Future ESA satellite mission

Harmony is a European Earth observing satellite mission projected to launch in 2029 or 2030. The mission concept, belonging to the ESA's FutureEO programme, comprises two identical satellites that will fly in formation with a Copernicus Sentinel-1 satellite. Paco López-Dekker from the Delft University of Technology in the Netherlands is the Lead Investigator of the mission. Florence Hélière is the Project Manager.

== Objectives ==
Over land, the mission will measure small shifts in the shape of the land surface connected with volcanism and earthquakes; it will also study the dynamics of glaciers and ice sheets. Over the ocean, it will measure surface wind, waves, currents, as well as cloud movements and sea-surface temperature differences.

== Instruments ==
Both Harmony satellites will carry a receive-only synthetic aperture radar (intended to work together with Sentinel-1's radar) and a multibeam thermal-infrared instrument. Throughout the life of the mission, the Harmony satellites will be flying either in interferometric or in stereo configurations.

== History ==
In September 2018, Harmony (then named "Stereoid") was selected as one of three concepts to compete for the tenth Earth Explorer mission. In February 2021, Harmony was chosen to be ESA's tenth Earth Explorer mission. In March 2022, the mission concept was tested using two aircraft flying in formation over the Dutch Wadden Islands.

In September 2022, ESA Member States formally selected Harmony for implementation. In October 2024, ESA has awarded a contract (over €280 million) to OHB to build the satellites as prime contractor. In November 2024, OHB has selected ABB to provide thermal infrared imaging instruments for the two satellites.
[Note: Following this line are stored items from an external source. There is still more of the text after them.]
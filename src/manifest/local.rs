//! Local manifest derivation from the digest cache.

use std::collections::BTreeSet;

use super::{Manifest, ManifestRecord};
use crate::cache::DigestCache;

/// Build the local manifest from `cache`, restricted to `present` paths.
///
/// `present` holds the canonical relative paths that exist on disk in
/// this run and have a current digest in the cache. Cache entries for
/// other paths (deleted files, files that failed to hash) are ignored.
#[must_use]
pub fn local_manifest(cache: &DigestCache, present: &BTreeSet<String>) -> Manifest {
    let records = present
        .iter()
        .filter_map(|path| match cache.get(path) {
            Some(entry) => Some(ManifestRecord::new(path.clone(), entry.digest.clone())),
            None => {
                log::warn!("No cached digest for present file {}", path);
                None
            }
        })
        .collect();
    Manifest::from_records(records)
}
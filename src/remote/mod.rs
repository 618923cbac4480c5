//! Remote catalog access.
//!
//! The core never talks to the data-management service directly; it goes
//! through the [`Catalog`] capability set:
//!
//! * [`Catalog::resolve`] turns a user-supplied collection into an absolute path
//! * [`Catalog::register`] asks the service to (re)compute digests recursively
//! * [`Catalog::query`] lists `(parent, name, digest)` for every object below
//! * [`Catalog::annotate`] sets one key/value attribute on one object
//!
//! # Implementations
//!
//! * [`icommands::IcommandsCatalog`]: drives the iRODS icommands
//!   (`ipwd`, `ichksum`, `iquest`, `imeta`).
//! * [`memory::MemoryCatalog`]: in-process catalog for tests and benches.

pub mod icommands;
pub mod memory;

use std::path::PathBuf;

pub use icommands::IcommandsCatalog;
pub use memory::MemoryCatalog;

/// One object as reported by the catalog, before normalization.
#[derive(Debug, Clone, PartialEq, Eq)]
pub struct RawRecord {
    /// Absolute path of the collection holding the object
    pub parent: String,
    /// Object name within `parent`
    pub name: String,
    /// Stored digest, possibly carrying an algorithm prefix such as `sha2:`
    pub digest: String,
}

impl RawRecord {
    /// Create a new raw record.
    #[must_use]
    pub fn new(
        parent: impl Into<String>,
        name: impl Into<String>,
        digest: impl Into<String>,
    ) -> Self {
        Self {
            parent: parent.into(),
            name: name.into(),
            digest: digest.into(),
        }
    }

    /// `parent/name` as reported, without separator cleanup.
    #[must_use]
    pub fn full_path(&self) -> String {
        format!("{}/{}", self.parent, self.name)
    }
}

/// Errors raised by catalog implementations.
#[derive(Debug, thiserror::Error)]
pub enum RemoteError {
    /// A required client tool is not installed.
    #[error("Required command '{tool}' not found on PATH")]
    MissingTool {
        /// Name of the missing executable
        tool: String,
    },

    /// A client tool could not be started.
    #[error("Failed to run {command}: {source}")]
    Spawn {
        /// Program that failed to start
        command: PathBuf,
        /// The underlying I/O error
        #[source]
        source: std::io::Error,
    },

    /// A client tool exited unsuccessfully.
    #[error("{command} failed ({status}): {stderr}")]
    CommandFailed {
        /// Program and leading arguments
        command: String,
        /// Exit status description
        status: String,
        /// Trimmed standard error output
        stderr: String,
    },

    /// The collection name cannot be expressed safely in a query.
    #[error("Invalid collection name '{0}'")]
    InvalidCollection(String),

    /// The tool produced output that could not be understood.
    #[error("Unexpected catalog output: {0}")]
    Output(String),

    /// The service rejected an operation on an object.
    #[error("Catalog rejected operation on {object}: {reason}")]
    Rejected {
        /// Absolute object path
        object: String,
        /// Reason reported by the service
        reason: String,
    },
}

/// Typed access to the remote data-management service.
///
/// Calls are blocking and issued at most once per run (annotation aside,
/// which is once per object). Implementations must not retry on their own.
pub trait Catalog {
    /// Resolve a collection name to an absolute, normalized collection path.
    ///
    /// # Errors
    ///
    /// Returns [`RemoteError`] if the working collection cannot be determined.
    fn resolve(&self, collection: &str) -> Result<String, RemoteError>;

    /// Idempotently request digest (re)computation for every object below
    /// `collection`, recursively.
    ///
    /// # Errors
    ///
    /// Any failure is fatal to the run: later queries would report stale
    /// or missing digests.
    fn register(&self, collection: &str) -> Result<(), RemoteError>;

    /// List every object whose parent equals or is nested below `collection`.
    ///
    /// # Errors
    ///
    /// Returns [`RemoteError`] if the query cannot be executed.
    fn query(&self, collection: &str) -> Result<Vec<RawRecord>, RemoteError>;

    /// Set `key = value` on the object at absolute path `object`.
    ///
    /// # Errors
    ///
    /// Returns [`RemoteError`] if the attribute cannot be written.
    fn annotate(&self, object: &str, key: &str, value: &str) -> Result<(), RemoteError>;
}
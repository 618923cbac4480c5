//! Structured error handling and exit codes.

use serde::Serialize;

use crate::cache::CacheError;
use crate::config::ConfigError;
use crate::remote::RemoteError;

/// Exit codes for the collcheck application.
///
/// - 0: Match (every path agrees on both sides)
/// - 1: Mismatch (the discrepancy report is non-empty)
/// - 2: Execution error (invalid input, corrupt cache, remote failure)
#[derive(Debug, Clone, Copy, PartialEq, Eq, Serialize)]
#[serde(rename_all = "snake_case")]
pub enum ExitCode {
    /// Local and remote manifests are identical.
    Match = 0,
    /// At least one discrepancy was found.
    Mismatch = 1,
    /// The audit could not be completed.
    ExecutionError = 2,
}

impl ExitCode {
    /// Get the numeric exit code.
    #[must_use]
    pub fn as_i32(self) -> i32 {
        self as i32
    }

    /// Get the machine-readable code prefix.
    #[must_use]
    pub fn code_prefix(self) -> &'static str {
        match self {
            Self::Match => "CC000",
            Self::Mismatch => "CC001",
            Self::ExecutionError => "CC002",
        }
    }

    /// Get the snake_case name used in JSON reports.
    #[must_use]
    pub fn name(self) -> &'static str {
        match self {
            Self::Match => "match",
            Self::Mismatch => "mismatch",
            Self::ExecutionError => "execution_error",
        }
    }
}

/// Errors that stop an audit run.
#[derive(Debug, thiserror::Error)]
pub enum AuditError {
    /// Invalid input or configuration.
    #[error(transparent)]
    Config(#[from] ConfigError),

    /// The cache document exists but is malformed. It is left in place.
    #[error("{0}; refusing to continue (move the file aside to rebuild it)")]
    CorruptCache(#[source] CacheError),

    /// The cache could not be read or written.
    #[error(transparent)]
    Cache(CacheError),

    /// Registration or the remote query failed.
    #[error("Remote catalog error: {0}")]
    Remote(#[from] RemoteError),

    /// The remote side reported no objects for the collection.
    #[error("Remote query returned no objects under {collection}")]
    RemoteQueryEmpty {
        /// Resolved absolute collection path
        collection: String,
    },
}

impl From<CacheError> for AuditError {
    fn from(err: CacheError) -> Self {
        match err {
            CacheError::Corrupt { .. } => Self::CorruptCache(err),
            other => Self::Cache(other),
        }
    }
}

impl AuditError {
    /// Every audit error ends the process with [`ExitCode::ExecutionError`].
    #[must_use]
    pub fn exit_code(&self) -> ExitCode {
        ExitCode::ExecutionError
    }
}

/// Structured error information for JSON output.
#[derive(Debug, Serialize)]
pub struct StructuredError {
    /// The error code (e.g., "CC002")
    pub code: String,
    /// The exit code number
    pub exit_code: i32,
    /// Human-readable error message
    pub message: String,
    /// Underlying causes, outermost first
    #[serde(skip_serializing_if = "Vec::is_empty")]
    pub causes: Vec<String>,
}

impl StructuredError {
    /// Create a new structured error from an anyhow error and an exit code.
    #[must_use]
    pub fn new(err: &anyhow::Error, exit_code: ExitCode) -> Self {
        Self {
            code: exit_code.code_prefix().to_string(),
            exit_code: exit_code.as_i32(),
            message: err.to_string(),
            causes: err.chain().skip(1).map(ToString::to_string).collect(),
        }
    }
}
In June 2025, ESA announced that the mission’s baseline launch vehicle was Vega C Block 2 (with P160C booster upgrade). However, in May 2026, ESA was considering moving the launch to Ariane 62 and potentially early 2030.

== See also ==

- List of European Space Agency programmes and missions
- List of Earth observation satellites

== Links ==

- Flyer: Bringing Harmony to a dynamic world
- Earth Explorer 10 Candidate Mission Harmony: Report for Mission Selection
- Harmony satellites (image)
- Harmony mission patch (image)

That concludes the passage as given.